More on the Yahoo Facebook Matter

March 13, 2012

I posted a comment about the Reuters’ take on the Yahoo matter. To Reuters’ credit, the reporter connected Yahoo’s action against Google with Yahoo’s action toward Facebook. The Reuters’ story included the fact that Yahoo was using the same legal team.

I just read “Yahoo Sues Facebook for Patent Infringement, Which Social Network Calls “Puzzling” (Including Filing).” The most useful part of the write up was the direct link to the legal “complaint”.

I wanted to capture my thoughts before my short attention span moves forward:

First, the four Yahoo patents which I find interesting are:

  • US6907566, “Method and System for Optimum Placement of Advertisements on a Webpage,” June 14, 2005, filed April 2, 1999. An Overture invention.
  • US7100111, “Method and System for Optimum Placement of Advertisements on a Webpage,” August 29, 2006, filed February 14, 2003. An Overture invention.
  • US7373599, “Method and System for Optimum Placement of Advertisements on a Webpage,” May 13, 2008, filed February 14, 2003. An Overture invention.
  • US7668861, “System and Method to Determine the Validity of an Interaction on a Network,” February 23, 2010, filed September 20, 2007. A Yahoo invention.

The Overture inventions are quite interesting, and I think embrace some approaches which those younger than I assume are “textbook” recipes. Overture was ahead of the pay for placement and online advertising surge. In fact, when I learned about pay for placement, I was quite annoyed. The shift marked the end of precision, recall, and “traditional” assumptions about what results would match a search query. I was correct. Search results in the ad-supported arena are and seem likely to remain unsatisfactory for me. The Yahoo invention was added to the Overture patents in order to show that Yahoo is really a leader in online. I think the company’s trajectory over between 2002 to the present suggests that it is a on a path that tracks below my benchmarks for online success.

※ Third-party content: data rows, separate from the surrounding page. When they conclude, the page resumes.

//! JWT access-token generation/validation and refresh-token helpers.
//!
//! Access tokens are HS256-signed JWTs containing a [`Claims`] payload.
//! Refresh tokens are opaque random strings; only their SHA-256 hash is
//! stored server-side so a database leak does not compromise active
//! sessions.

use giftlist_core::types::DbId;
use jsonwebtoken::{decode, encode, DecodingKey, EncodingKey, Header, Validation};
use serde::{Deserialize, Serialize};
use sha2::{Digest, Sha256};
use uuid::Uuid;

/// JWT claims embedded in every access token.
#[derive(Debug, Serialize, Deserialize, Clone)]
pub struct Claims {
    /// Subject -- the user's internal database id.
    pub sub: DbId,
    /// Expiration time (UTC Unix timestamp).
    pub exp: i64,
    /// Issued-at time (UTC Unix timestamp).
    pub iat: i64,
    /// Unique token identifier (UUID v4) for revocation / audit.
    pub jti: String,
}

/// Configuration for JWT token generation and validation.
#[derive(Debug, Clone)]
pub struct JwtConfig {
    /// HMAC-SHA256 secret used to sign and verify tokens.
    pub secret: String,
    /// Access token lifetime in minutes (default: 15).
    pub access_token_expiry_mins: i64,
    /// Refresh token lifetime in days (default: 7).
    pub refresh_token_expiry_days: i64,
}

/// Default access token expiry in minutes.
const DEFAULT_ACCESS_EXPIRY_MINS: i64 = 15;
/// Default refresh token expiry in days.
const DEFAULT_REFRESH_EXPIRY_DAYS: i64 = 7;

impl JwtConfig {
    /// Load JWT configuration from environment variables.
    ///
    /// | Env Var                    | Required | Default |
    /// |----------------------------|----------|---------|
    /// | `JWT_SECRET`               | **yes**  | --      |
    /// | `JWT_ACCESS_EXPIRY_MINS`   | no       | `15`    |
    /// | `JWT_REFRESH_EXPIRY_DAYS`  | no       | `7`     |
    ///
    /// # Panics
    ///
    /// Panics if `JWT_SECRET` is not set or is empty.
    pub fn from_env() -> Self {
        let secret =
            std::env::var("JWT_SECRET").expect("JWT_SECRET must be set in the environment");
        assert!(!secret.is_empty(), "JWT_SECRET must not be empty");

        let access_token_expiry_mins: i64 = std::env::var("JWT_ACCESS_EXPIRY_MINS")
            .unwrap_or_else(|_| DEFAULT_ACCESS_EXPIRY_MINS.to_string())
            .parse()
            .expect("JWT_ACCESS_EXPIRY_MINS must be a valid i64");

        let refresh_token_expiry_days: i64 = std::env::var("JWT_REFRESH_EXPIRY_DAYS")
            .unwrap_or_else(|_| DEFAULT_REFRESH_EXPIRY_DAYS.to_string())
            .parse()
            .expect("JWT_REFRESH_EXPIRY_DAYS must be a valid i64");

        Self {
            secret,
            access_token_expiry_mins,
            refresh_token_expiry_days,
        }
    }
}

/// Generate an HS256 access token for the given user.
///
/// The token contains the user id, issue time, expiration, and a unique
/// `jti` claim that can be used for revocation.
pub fn generate_access_token(
    user_id: DbId,
    config: &JwtConfig,
) -> Result<String, jsonwebtoken::errors::Error> {
    let now = chrono::Utc::now().timestamp();
    let exp = now + config.access_token_expiry_mins * 60;

    let claims = Claims {
        sub: user_id,
        exp,
        iat: now,
        jti: Uuid::new_v4().to_string(),
    };

    encode(
        &Header::default(), // HS256
        &claims,
        &EncodingKey::from_secret(config.secret.as_bytes()),
    )
}

/// Validate and decode an access token, returning the embedded [`Claims`].
///
/// Validates the signature, expiration, and issued-at claims automatically.
pub fn validate_token(
    token: &str,
    config: &JwtConfig,
) -> Result<Claims, jsonwebtoken::errors::Error> {
    let token_data = decode::<Claims>(
        token,
        &DecodingKey::from_secret(config.secret.as_bytes()),
        &Validation::default(), // HS256, validates exp
    )?;
    Ok(token_data.claims)
}

/// Generate a cryptographically random refresh token.
///
/// Returns a tuple of `(plaintext_token, sha256_hex_hash)`. The plaintext is
/// sent to the client; only the hash should be persisted server-side.
pub fn generate_refresh_token() -> (String, String) {
    let plaintext = Uuid::new_v4().to_string();
    let hash = hash_refresh_token(&plaintext);
    (plaintext, hash)
}

/// Compute the SHA-256 hex digest of a refresh token.
///
/// Use this to compare an incoming refresh token against the stored hash.
pub fn hash_refresh_token(token: &str) -> String {
    let mut hasher = Sha256::new();
    hasher.update(token.as_bytes());
    format!("{:x}", hasher.finalize())
}

#[cfg(test)]
mod tests {
    use super::*;

    /// Helper to build a test config with a known secret.
    fn test_config() -> JwtConfig {
        JwtConfig {
            secret: "test-secret-that-is-long-enough-for-hmac".to_string(),
            access_token_expiry_mins: 15,
            refresh_token_expiry_days: 7,
        }
    }

    #[test]
    fn test_generate_and_validate_access_token() {
        let config = test_config();
        let user_id = Uuid::new_v4();
        let token =
            generate_access_token(user_id, &config).expect("token generation should succeed");

        let claims = validate_token(&token, &config).expect("token validation should succeed");
        assert_eq!(claims.sub, user_id);
        assert!(claims.exp > claims.iat);
        assert!(!claims.jti.is_empty());
    }

    #[test]
    fn test_expired_token_fails() {
        let config = test_config();

        // Manually create an already-expired token.
        // Use a margin well beyond the default 60-second leeway.
        let now = chrono::Utc::now().timestamp();
        let claims = Claims {
            sub: Uuid::new_v4(),
            exp: now - 300, // expired 5 minutes ago (well past leeway)
            iat: now - 600,
            jti: Uuid::new_v4().to_string(),
        };

        let token = encode(
            &Header::default(),
            &claims,
            &EncodingKey::from_secret(config.secret.as_bytes()),
        )
        .expect("encoding should succeed");

        let result = validate_token(&token, &config);
        assert!(result.is_err(), "expired token must fail validation");
    }

    #[test]
    fn test_refresh_token_hash_matches() {
        let (plaintext, hash) = generate_refresh_token();

        // Re-hashing the same plaintext must produce the same digest.
        let rehashed = hash_refresh_token(&plaintext);
        assert_eq!(hash, rehashed, "hash of the same token must be stable");

        // Sanity: the hash should be a 64-char hex string (SHA-256).
        assert_eq!(hash.len(), 64);
    }

    #[test]
    fn test_different_secrets_fail() {
        let config_a = JwtConfig {
            secret: "secret-alpha".to_string(),
            access_token_expiry_mins: 15,
            refresh_token_expiry_days: 7,
        };
        let config_b = JwtConfig {
            secret: "secret-bravo".to_string(),
            access_token_expiry_mins: 15,
            refresh_token_expiry_days: 7,
        };

        let token = generate_access_token(Uuid::new_v4(), &config_a)
            .expect("token generation should succeed");

        let result = validate_token(&token, &config_b);
        assert!(
            result.is_err(),
            "token signed with a different secret must fail"
        );
    }
}
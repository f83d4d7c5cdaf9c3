//! Repository for the `events` table.

use giftlist_core::types::DbId;
use sqlx::PgPool;

use crate::models::event::{CreateEvent, Event};

/// Column list shared across queries to avoid repetition.
const COLUMNS: &str = "id, family_id, name, date, budget_limit, created_at, updated_at";

/// Provides CRUD operations for family events.
pub struct EventRepo;

impl EventRepo {
    /// Insert a new event under a family, returning the created row.
    ///
    /// Callers must have already verified family ownership.
    pub async fn create(
        pool: &PgPool,
        family_id: DbId,
        input: &CreateEvent,
    ) -> Result<Event, sqlx::Error> {
        let query = format!(
            "INSERT INTO events (family_id, name, date, budget_limit)
             VALUES ($1, $2, $3, $4)
             RETURNING {COLUMNS}"
        );
        sqlx::query_as::<_, Event>(&query)
            .bind(family_id)
            .bind(&input.name)
            .bind(input.date)
            .bind(input.budget_limit)
            .fetch_one(pool)
            .await
    }

    /// List a family's events ordered by date.
    pub async fn list_for_family(
        pool: &PgPool,
        family_id: DbId,
    ) -> Result<Vec<Event>, sqlx::Error> {
        let query = format!(
            "SELECT {COLUMNS} FROM events
             WHERE family_id = $1
             ORDER BY date"
        );
        sqlx::query_as::<_, Event>(&query)
            .bind(family_id)
            .fetch_all(pool)
            .await
    }
}
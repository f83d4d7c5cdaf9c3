//! Event entity model and DTOs.

use chrono::NaiveDate;
use giftlist_core::types::{DbId, Timestamp};
use rust_decimal::Decimal;
use serde::{Deserialize, Serialize};
use sqlx::FromRow;

/// A row from the `events` table (birthdays, holidays, anniversaries).
#[derive(Debug, Clone, FromRow, Serialize)]
pub struct Event {
    pub id: DbId,
    pub family_id: DbId,
    pub name: String,
    pub date: NaiveDate,
    pub budget_limit: Option<Decimal>,
    pub created_at: Timestamp,
    pub updated_at: Timestamp,
}

/// DTO for creating a new event under a family.
#[derive(Debug, Deserialize)]
pub struct CreateEvent {
    pub name: String,
    pub date: NaiveDate,
    pub budget_limit: Option<Decimal>,
}
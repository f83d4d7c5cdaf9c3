//! HTTP request handlers, one module per resource.

pub mod auth;
pub mod budget_limit;
pub mod chat;
pub mod event;
pub mod family;
pub mod gift;
pub mod person;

Second, the Yahoo filing resonates with the theme of “The Way We Were”. Poignant, bittersweet, and just plain bitter. Here’s the passage I noted from page 4 of the complaint:

Yahoo’s research and development has only grown since its inception. Since 1=997, Yahoo has filed thousands of applications for patens on innovative computing technologies that it has developed. Every year, Yahoo spends hundreds of millions of dollars in research and development so that it can offer its users the most innovative products.

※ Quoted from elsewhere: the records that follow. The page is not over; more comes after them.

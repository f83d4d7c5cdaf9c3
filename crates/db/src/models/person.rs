//! Loved-one (person) entity model and DTOs.

use chrono::NaiveDate;
use giftlist_core::types::{DbId, Timestamp};
use serde::{Deserialize, Serialize};
use sqlx::FromRow;

/// A row from the `loved_ones` table.
///
/// The optional sequence columns (`interests`, `hobbies`, `favorite_colors`)
/// are nullable `TEXT[]` in the schema; `None` and an empty array are
/// treated identically by the suggestion context builder.
#[derive(Debug, Clone, FromRow, Serialize)]
pub struct Person {
    pub id: DbId,
    pub family_id: DbId,
    pub name: String,
    pub birth_date: Option<NaiveDate>,
    pub interests: Option<Vec<String>>,
    pub hobbies: Option<Vec<String>>,
    pub clothing_size: Option<String>,
    pub shoe_size: Option<String>,
    pub favorite_colors: Option<Vec<String>>,
    pub notes: Option<String>,
    pub created_at: Timestamp,
    pub updated_at: Timestamp,
}

/// DTO for creating a new loved one under a family.
#[derive(Debug, Deserialize)]
pub struct CreatePerson {
    pub name: String,
    pub birth_date: Option<NaiveDate>,
    pub interests: Option<Vec<String>>,
    pub hobbies: Option<Vec<String>>,
    pub clothing_size: Option<String>,
    pub shoe_size: Option<String>,
    pub favorite_colors: Option<Vec<String>>,
    pub notes: Option<String>,
}
//! Handlers for the `/auth` resource (register, login, refresh, logout).

use axum::extract::State;
use axum::http::StatusCode;
use axum::Json;
use chrono::Utc;
use giftlist_core::error::CoreError;
use giftlist_core::validation::{validate_email, validate_password};
use giftlist_db::models::session::CreateSession;
use giftlist_db::models::user::{CreateUser, User, UserResponse};
use giftlist_db::repositories::{SessionRepo, UserRepo};
use serde::{Deserialize, Serialize};

use crate::auth::jwt::{generate_access_token, generate_refresh_token, hash_refresh_token};
use crate::auth::password::{hash_password, verify_password};
use crate::error::{AppError, AppResult};
use crate::middleware::auth::AuthUser;
use crate::state::AppState;

/// Maximum consecutive failed login attempts before locking the account.
const MAX_FAILED_ATTEMPTS: i32 = 5;

/// Duration in minutes to lock an account after exceeding failed attempts.
const LOCK_DURATION_MINS: i64 = 15;

// ---------------------------------------------------------------------------
// Request / response types
// ---------------------------------------------------------------------------

/// Request body for `POST /auth/register`.
#[derive(Debug, Deserialize)]
pub struct RegisterRequest {
    pub email: String,
    pub password: String,
}

/// Request body for `POST /auth/login`.
#[derive(Debug, Deserialize)]
pub struct LoginRequest {
    pub email: String,
    pub password: String,
}

/// Request body for `POST /auth/refresh`.
#[derive(Debug, Deserialize)]
pub struct RefreshRequest {
    pub refresh_token: String,
}

/// Successful authentication response returned by register, login, and
/// refresh.
#[derive(Debug, Serialize)]
pub struct AuthResponse {
    pub access_token: String,
    pub refresh_token: String,
    /// Access token lifetime in seconds.
    pub expires_in: i64,
    pub user: UserResponse,
}

// ---------------------------------------------------------------------------
// Handlers
// ---------------------------------------------------------------------------

/// POST /api/auth/register
///
/// Create an account with email + password. Returns tokens immediately so
/// the client is signed in after registering.
pub async fn register(
    State(state): State<AppState>,
    Json(input): Json<RegisterRequest>,
) -> AppResult<(StatusCode, Json<AuthResponse>)> {
    validate_email(&input.email)?;
    validate_password(&input.password)?;

    if UserRepo::find_by_email(&state.pool, &input.email)
        .await?
        .is_some()
    {
        return Err(AppError::Core(CoreError::Conflict(
            "Email is already registered".into(),
        )));
    }

    let password_hash = hash_password(&input.password)
        .map_err(|e| AppError::InternalError(format!("Password hashing error: {e}")))?;

    let user = UserRepo::create(
        &state.pool,
        &CreateUser {
            email: input.email,
            password_hash,
        },
    )
    .await?;

    let response = create_auth_response(&state, &user).await?;
    Ok((StatusCode::CREATED, Json(response)))
}

/// POST /api/auth/login
///
/// Authenticate with email + password. Returns access and refresh tokens.
pub async fn login(
    State(state): State<AppState>,
    Json(input): Json<LoginRequest>,
) -> AppResult<Json<AuthResponse>> {
    // 1. Find user by email.
    let user = UserRepo::find_by_email(&state.pool, &input.email)
        .await?
        .ok_or_else(|| {
            AppError::Core(CoreError::Unauthorized("Invalid email or password".into()))
        })?;

    // 2. Check if the account is active.
    if !user.is_active {
        return Err(AppError::Core(CoreError::Forbidden(
            "Account is deactivated".into(),
        )));
    }

    // 3. Check if the account is temporarily locked.
    if let Some(locked_until) = user.locked_until {
        if locked_until > Utc::now() {
            return Err(AppError::Core(CoreError::Forbidden(
                "Account is temporarily locked".into(),
            )));
        }
    }

    // 4. Verify password.
    let password_valid = verify_password(&input.password, &user.password_hash)
        .map_err(|e| AppError::InternalError(format!("Password verification error: {e}")))?;

    if !password_valid {
        // 5. On failure: increment counter, lock if threshold exceeded.
        UserRepo::increment_failed_login(&state.pool, user.id).await?;

        let new_count = user.failed_login_count + 1;
        if new_count >= MAX_FAILED_ATTEMPTS {
            let lock_until = Utc::now() + chrono::Duration::minutes(LOCK_DURATION_MINS);
            UserRepo::lock_account(&state.pool, user.id, lock_until).await?;
        }

        return Err(AppError::Core(CoreError::Unauthorized(
            "Invalid email or password".into(),
        )));
    }

    // 6. On success: reset failed count, set last_login_at.
    UserRepo::record_successful_login(&state.pool, user.id).await?;

    // 7. Generate tokens and create a session.
    let response = create_auth_response(&state, &user).await?;
    Ok(Json(response))
}

/// POST /api/auth/refresh
///
/// Exchange a valid refresh token for new access + refresh tokens. The old
/// session is revoked (token rotation).
pub async fn refresh(
    State(state): State<AppState>,
    Json(input): Json<RefreshRequest>,
) -> AppResult<Json<AuthResponse>> {
    // 1. Hash the provided refresh token and find the matching session.
    let token_hash = hash_refresh_token(&input.refresh_token);
    let session = SessionRepo::find_by_refresh_token_hash(&state.pool, &token_hash)
        .await?
        .ok_or_else(|| {
            AppError::Core(CoreError::Unauthorized(
                "Invalid or expired refresh token".into(),
            ))
        })?;

    // 2. Revoke the old session (token rotation).
    SessionRepo::revoke(&state.pool, session.id).await?;

    // 3. The user must still exist and be active.
    let user = UserRepo::find_by_id(&state.pool, session.user_id)
        .await?
        .filter(|u| u.is_active)
        .ok_or_else(|| {
            AppError::Core(CoreError::Unauthorized("Account is not available".into()))
        })?;

    // 4. Issue fresh tokens.
    let response = create_auth_response(&state, &user).await?;
    Ok(Json(response))
}

/// POST /api/auth/logout
///
/// Revoke all of the caller's active sessions.
pub async fn logout(State(state): State<AppState>, user: AuthUser) -> AppResult<StatusCode> {
    let revoked = SessionRepo::revoke_all_for_user(&state.pool, user.user_id).await?;
    tracing::debug!(user_id = %user.user_id, revoked, "Logged out");
    Ok(StatusCode::NO_CONTENT)
}

// ---------------------------------------------------------------------------
// Helpers
// ---------------------------------------------------------------------------

/// Generate an access + refresh token pair for the user and persist the
/// refresh-token session.
async fn create_auth_response(state: &AppState, user: &User) -> AppResult<AuthResponse> {
    let access_token = generate_access_token(user.id, &state.config.jwt)
        .map_err(|e| AppError::InternalError(format!("Token generation error: {e}")))?;

    let (refresh_token, refresh_token_hash) = generate_refresh_token();
    let expires_at =
        Utc::now() + chrono::Duration::days(state.config.jwt.refresh_token_expiry_days);

    SessionRepo::create(
        &state.pool,
        &CreateSession {
            user_id: user.id,
            refresh_token_hash,
            expires_at,
            user_agent: None,
            ip_address: None,
        },
    )
    .await?;

    Ok(AuthResponse {
        access_token,
        refresh_token,
        expires_in: state.config.jwt.access_token_expiry_mins * 60,
        user: UserResponse::from(user),
    })
}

As I have noted in my writings about Yahoo, the company has had some good ideas, but it has not been able to capitalize on them. In search, Yahoo lost out to Google. In pictures, Yahoo is facing threats from Google and Pinterest. In social, Yahoo, like Google, is eating fumes and road grit from Facebook’s diesel party bus.

Third, Yahoo wants more than money. Yahoo wants respect. Here’s the passage I found amusing despite the seriousness of the complaint:

Yahoo is harmed by Facebook’s use of Yahoo’s patented technologies in a way that cannot be compensated for by repayment of a royalty alone.

When I read this sentence, I wanted to pick up my red pencil and add, “Yahoo demands respect.”

I am not a legal eagle. Legal eagles frighten me whether flying alone or in Facebook formation.I think that Yahoo can sue if it wishes. I have been around too long and sufficiently close to some legal hassles to know that predicting the outcome of intellectual property and patent disputes is more difficult than getting the winner of the NCAA men’s basketball tournament right on the Courier Journal’s bracket page. Come to think of it, there will be as many players in this legal matter as there are teams in the NCAA tournament. I don’t even want a scorecard.